The distillery opened in 2009, the product of the two friends Mark Simon and Troy Turner. Their families have backgrounds as moonshiners during Prohibition and also as healthy drinkers, apparently. The Tatoosh Distillery can be found here.
This bourbon is aged 3 years, relatively young for a small batch bourbon. The mashbill is listed online as 70% corn, 15% rye, 15% malted barley. Aging and bottling is done in Oregon. It is 80 proof, so not a strong bourbon.
So, the Palate and I got our drink on. What did we think?
Color: A lighter amber, very pleasant and inviting. Even lighter in the glass.
Nose: No sweetness. A surprising amount of alcohol given the proof. No bread smell, you can tell is doesn’t have wheat. Not unpleasant, but simple and mild.
Flavor and mouth: The flavor is fairly mild, with a bit of bite and spice at the end of the finish. The finish is relatively short, although in my mouth it does linger on the sides of the tongue a bit. We taste a bit of citrus and some oak. The bourbon overall is mild and drinkable but not especially notable. Not much complexity, it would make a decent mixing bourbon, especially for a Manhattan. Would you want to pay the 45 to 55 bucks for a mixing bourbon? That is up to you. TP, she was a bit more harsh. She said it reminded her of a cheese pizza. Pretty good hot, but you get the taste of cardboard and it ain’t great cold. Make of that what you will, but it is not high praise.

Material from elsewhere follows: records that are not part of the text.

//! Turns the free-form product names rendered by the price site into a
//! structured [`ProductIdentity`]. Pure and stateless: identical input yields
//! an identical identity.

use {
    model::{Chipset, ProductIdentity},
    regex::Regex,
    std::sync::OnceLock,
};

/// Brands the price site lists for the 4070 family. Matching is
/// case-insensitive; the canonical spelling below is what gets persisted.
const BRANDS: &[&str] = &[
    "ASUS", "MSI", "GIGABYTE", "ZOTAC", "PALIT", "GAINWARD", "EMTEK", "INNO3D", "GALAX",
    "COLORFUL", "PNY",
];

/// Tokens that never contribute to the lineup name: chipset words, memory
/// spec noise and marketing filler.
const NOISE_TOKENS: &[&str] = &[
    "지포스", "geforce", "rtx", "super", "ti", "oc", "overclock", "오버클럭", "d6", "d6x",
    "gddr6", "gddr6x", "graphics", "card", "그래픽카드",
];

#[derive(Clone, Debug, Eq, PartialEq, thiserror::Error)]
pub enum NormalizationError {
    #[error("chipset is not in the RTX 4070 family: {0:?}")]
    ChipsetNot4070Series(String),
    #[error("no known brand in {0:?}")]
    BrandMissing(String),
    #[error("no vram spec in {0:?}")]
    VramMissing(String),
}

pub fn normalize(raw: &str) -> Result<ProductIdentity, NormalizationError> {
    let chipset = detect_chipset(raw)
        .ok_or_else(|| NormalizationError::ChipsetNot4070Series(raw.to_string()))?;
    let brand = detect_brand(raw).ok_or_else(|| NormalizationError::BrandMissing(raw.to_string()))?;
    let vram = detect_vram(raw).ok_or_else(|| NormalizationError::VramMissing(raw.to_string()))?;
    let is_oc = detect_oc(raw);
    let model_name = detect_model_name(raw, brand).unwrap_or_else(|| fallback_name(brand, chipset));
    Ok(ProductIdentity {
        brand: brand.to_string(),
        chipset,
        model_name,
        vram,
        is_oc,
    })
}

/// Longest qualifier wins: "4070 Ti Super" is also a "4070 Ti" and a
/// "4070 Super" substring-wise, so the order of the checks matters. Missing
/// spaces ("4070TI SUPER") are tolerated.
fn detect_chipset(raw: &str) -> Option<Chipset> {
    let lower = raw.to_lowercase();
    let rest = &lower[lower.find("4070")? + "4070".len()..];
    let rest = rest.trim_start_matches([' ', '-']);
    let qualifier: String = rest
        .chars()
        .take_while(|c| c.is_ascii_alphabetic() || *c == ' ' || *c == '-')
        .collect();
    let qualifier = qualifier.replace('-', " ");
    let mut words = qualifier.split_whitespace();
    Some(match (words.next(), words.next()) {
        (Some("ti"), Some("super")) => Chipset::Rtx4070TiSuper,
        (Some("ti"), _) => Chipset::Rtx4070Ti,
        (Some("super"), _) => Chipset::Rtx4070Super,
        // "4070TI" / "4070TISUPER" squeeze the qualifier against the digits.
        (Some(first), _) if first.starts_with("tisuper") => Chipset::Rtx4070TiSuper,
        (Some(first), _) if first.starts_with("ti") => Chipset::Rtx4070Ti,
        (Some(first), _) if first.starts_with("super") => Chipset::Rtx4070Super,
        _ => Chipset::Rtx4070,
    })
}

fn detect_brand(raw: &str) -> Option<&'static str> {
    let lower = raw.to_lowercase();
    BRANDS
        .iter()
        .find(|brand| lower.contains(&brand.to_lowercase()))
        .copied()
}

fn detect_vram(raw: &str) -> Option<String> {
    static VRAM: OnceLock<Regex> = OnceLock::new();
    let re = VRAM.get_or_init(|| Regex::new(r"(?i)(\d+)GB").expect("static regex"));
    let digits = re.captures(raw)?.get(1)?.as_str();
    Some(format!("{digits}GB"))
}

fn detect_oc(raw: &str) -> bool {
    static OC: OnceLock<Regex> = OnceLock::new();
    let re = OC.get_or_init(|| Regex::new(r"(?i)\boc\b|overclock").expect("static regex"));
    re.is_match(raw) || raw.contains("오버클럭")
}

/// The residual lineup token: the first word that is not the brand, not
/// chipset/memory noise and not a digit-bearing spec code.
fn detect_model_name(raw: &str, brand: &str) -> Option<String> {
    raw.split_whitespace()
        .filter(|token| !token.chars().any(|c| c.is_ascii_digit()))
        .filter(|token| !token.eq_ignore_ascii_case(brand))
        .filter(|token| {
            let lower = token.to_lowercase();
            !NOISE_TOKENS.contains(&lower.as_str()) && !lower.is_empty()
        })
        .map(|token| token.to_string())
        .next()
}

/// Products whose whole name is spec tokens still need a non-empty lineup
/// name to form the `(brand, model_name)` key. A short stable hash keeps the
/// key deterministic.
fn fallback_name(brand: &str, chipset: Chipset) -> String {
    let mut hash: u64 = 0xcbf29ce484222325;
    for byte in brand.bytes().chain(chipset.as_str().bytes()) {
        hash ^= u64::from(byte);
        hash = hash.wrapping_mul(0x100000001b3);
    }
    format!("{brand}-{hash:08x}", hash = hash as u32)
}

Overall, I will drink the Tatoosh, but I would not seek it out. I would like to try it again in the future if they have some that has been aged longer to perhaps gain complexity. This is a bourbon that might benefit from the accelerated aging techniques that Maker’s Mark 46 utilizes with the added barrel staves in the weird array that looks like nuclear reactor rods.
I am also looking forward trying the Tatoosh Rye, which I have heard good things about. I think we might find a bit more complexity there.